Work required:
Keeping every line intact, print the records that follow.

Data excerpts:
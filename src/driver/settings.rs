use std::path::Path;

use anyhow::Context;

use crate::foundation::core::{Rgba8, Vec2};
use crate::foundation::error::{PuffsError, PuffsResult};
use crate::motion::camera::CameraSettings;
use crate::render::outline::OutlineSettings;
use crate::rig::character::RigSettings;

/// Output surface size in pixels.
#[derive(Clone, Copy, Debug, PartialEq, Eq, serde::Serialize, serde::Deserialize)]
#[serde(deny_unknown_fields)]
pub struct Viewport {
    /// Width.
    pub width: u32,
    /// Height.
    pub height: u32,
}

impl Default for Viewport {
    fn default() -> Self {
        Self {
            width: 640,
            height: 480,
        }
    }
}

impl Viewport {
    /// Size as a vector.
    pub fn size(self) -> Vec2 {
        Vec2::new(f64::from(self.width), f64::from(self.height))
    }
}

/// Frame driver configuration; every field has a default.
#[derive(Clone, Debug, PartialEq, serde::Serialize, serde::Deserialize)]
#[serde(default, deny_unknown_fields)]
pub struct Settings {
    /// Output surface size.
    pub viewport: Viewport,
    /// Upper bound on a frame delta, seconds.
    pub max_delta_secs: f64,
    /// Seed for every random choice (shake, blink, randomizer).
    pub seed: u64,
    /// Texture tasks run per tick.
    pub tasks_per_tick: usize,
    /// Background fill.
    pub clear_rgba: Rgba8,
    /// Initial outline color and thickness.
    pub outline: OutlineSettings,
    /// Camera tuning.
    pub camera: CameraSettings,
    /// Character tuning.
    pub rig: RigSettings,
}

impl Default for Settings {
    fn default() -> Self {
        Self {
            viewport: Viewport::default(),
            max_delta_secs: 0.05,
            seed: 1,
            tasks_per_tick: 16,
            clear_rgba: Rgba8::new(20, 10, 30, 255),
            outline: OutlineSettings::default(),
            camera: CameraSettings::default(),
            rig: RigSettings::default(),
        }
    }
}

impl Settings {
    /// Parse settings JSON and validate it.
    pub fn from_json(json: &str) -> PuffsResult<Self> {
        let settings: Self =
            serde_json::from_str(json).map_err(|e| PuffsError::serde(e.to_string()))?;
        settings.validate()?;
        Ok(settings)
    }

    /// Read, parse and validate a settings file.
    pub fn from_path(path: &Path) -> PuffsResult<Self> {
        let text = std::fs::read_to_string(path)
            .with_context(|| format!("read settings '{}'", path.display()))?;
        Self::from_json(&text)
    }

    /// Reject values the frame loop cannot run with.
    pub fn validate(&self) -> PuffsResult<()> {
        if self.viewport.width == 0 || self.viewport.height == 0 {
            return Err(PuffsError::validation("viewport must be non-empty"));
        }
        if !(self.max_delta_secs.is_finite() && self.max_delta_secs > 0.0) {
            return Err(PuffsError::validation("max_delta_secs must be > 0"));
        }
        self.outline.validate()?;
        self.camera.validate()?;
        let rig = &self.rig;
        if !(rig.width > 0.0 && rig.height > 0.0) {
            return Err(PuffsError::validation("rig size must be > 0"));
        }
        if !(rig.max_look.is_finite() && rig.max_look >= 0.0) {
            return Err(PuffsError::validation("rig max_look must be >= 0"));
        }
        if rig.blink_min_delay > rig.blink_max_delay
            || rig.blink_min_duration > rig.blink_max_duration
        {
            return Err(PuffsError::validation("blink ranges must have min <= max"));
        }
        Ok(())
    }
}
/// Value types shared by every module.
pub mod core;
/// Error taxonomy.
pub mod error;
/// Deterministic random numbers and pixel math.
pub mod math;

Result of this exercise:
filename src/driver/settings.rs
use std::path::Path;

use anyhow::Context;

use crate::foundation::core::{Rgba8, Vec2};
use crate::foundation::error::{PuffsError, PuffsResult};
use crate::motion::camera::CameraSettings;
use crate::render::outline::OutlineSettings;
use crate::rig::character::RigSettings;

/// Output surface size in pixels.
#[derive(Clone, Copy, Debug, PartialEq, Eq, serde::Serialize, serde::Deserialize)]
#[serde(deny_unknown_fields)]
pub struct Viewport {
    /// Width.
    pub width: u32,
    /// Height.
    pub height: u32,
}

impl Default for Viewport {
    fn default() -> Self {
        Self {
            width: 640,
            height: 480,
        }
    }
}

impl Viewport {
    /// Size as a vector.
    pub fn size(self) -> Vec2 {
        Vec2::new(f64::from(self.width), f64::from(self.height))
    }
}

/// Frame driver configuration; every field has a default.
#[derive(Clone, Debug, PartialEq, serde::Serialize, serde::Deserialize)]
#[serde(default, deny_unknown_fields)]
pub struct Settings {
    /// Output surface size.
    pub viewport: Viewport,
    /// Upper bound on a frame delta, seconds.
    pub max_delta_secs: f64,
    /// Seed for every random choice (shake, blink, randomizer).
    pub seed: u64,
    /// Texture tasks run per tick.
    pub tasks_per_tick: usize,
    /// Background fill.
    pub clear_rgba: Rgba8,
    /// Initial outline color and thickness.
    pub outline: OutlineSettings,
    /// Camera tuning.
    pub camera: CameraSettings,
    /// Character tuning.
    pub rig: RigSettings,
}

impl Default for Settings {
    fn default() -> Self {
        Self {
            viewport: Viewport::default(),
            max_delta_secs: 0.05,
            seed: 1,
            tasks_per_tick: 16,
            clear_rgba: Rgba8::new(20, 10, 30, 255),
            outline: OutlineSettings::default(),
            camera: CameraSettings::default(),
            rig: RigSettings::default(),
        }
    }
}

impl Settings {
    /// Parse settings JSON and validate it.
    pub fn from_json(json: &str) -> PuffsResult<Self> {
        let settings: Self =
            serde_json::from_str(json).map_err(|e| PuffsError::serde(e.to_string()))?;
        settings.validate()?;
        Ok(settings)
    }

    /// Read, parse and validate a settings file.
    pub fn from_path(path: &Path) -> PuffsResult<Self> {
        let text = std::fs::read_to_string(path)
            .with_context(|| format!("read settings '{}'", path.display()))?;
        Self::from_json(&text)
    }

    /// Reject values the frame loop cannot run with.
    pub fn validate(&self) -> PuffsResult<()> {
        if self.viewport.width == 0 || self.viewport.height == 0 {
            return Err(PuffsError::validation("viewport must be non-empty"));
        }
        if !(self.max_delta_secs.is_finite() && self.max_delta_secs > 0.0) {
            return Err(PuffsError::validation("max_delta_secs must be > 0"));
        }
        self.outline.validate()?;
        self.camera.validate()?;
        let rig = &self.rig;
        if !(rig.width > 0.0 && rig.height > 0.0) {
            return Err(PuffsError::validation("rig size must be > 0"));
        }
        if !(rig.max_look.is_finite() && rig.max_look >= 0.0) {
            return Err(PuffsError::validation("rig max_look must be >= 0"));
        }
        if rig.blink_min_delay > rig.blink_max_delay
            || rig.blink_min_duration > rig.blink_max_duration
        {
            return Err(PuffsError::validation("blink ranges must have min <= max"));
        }
        Ok(())
    }
}
/// Value types shared by every module.
pub mod core;
/// Error taxonomy.
pub mod error;
/// Deterministic random numbers and pixel math.
pub mod math;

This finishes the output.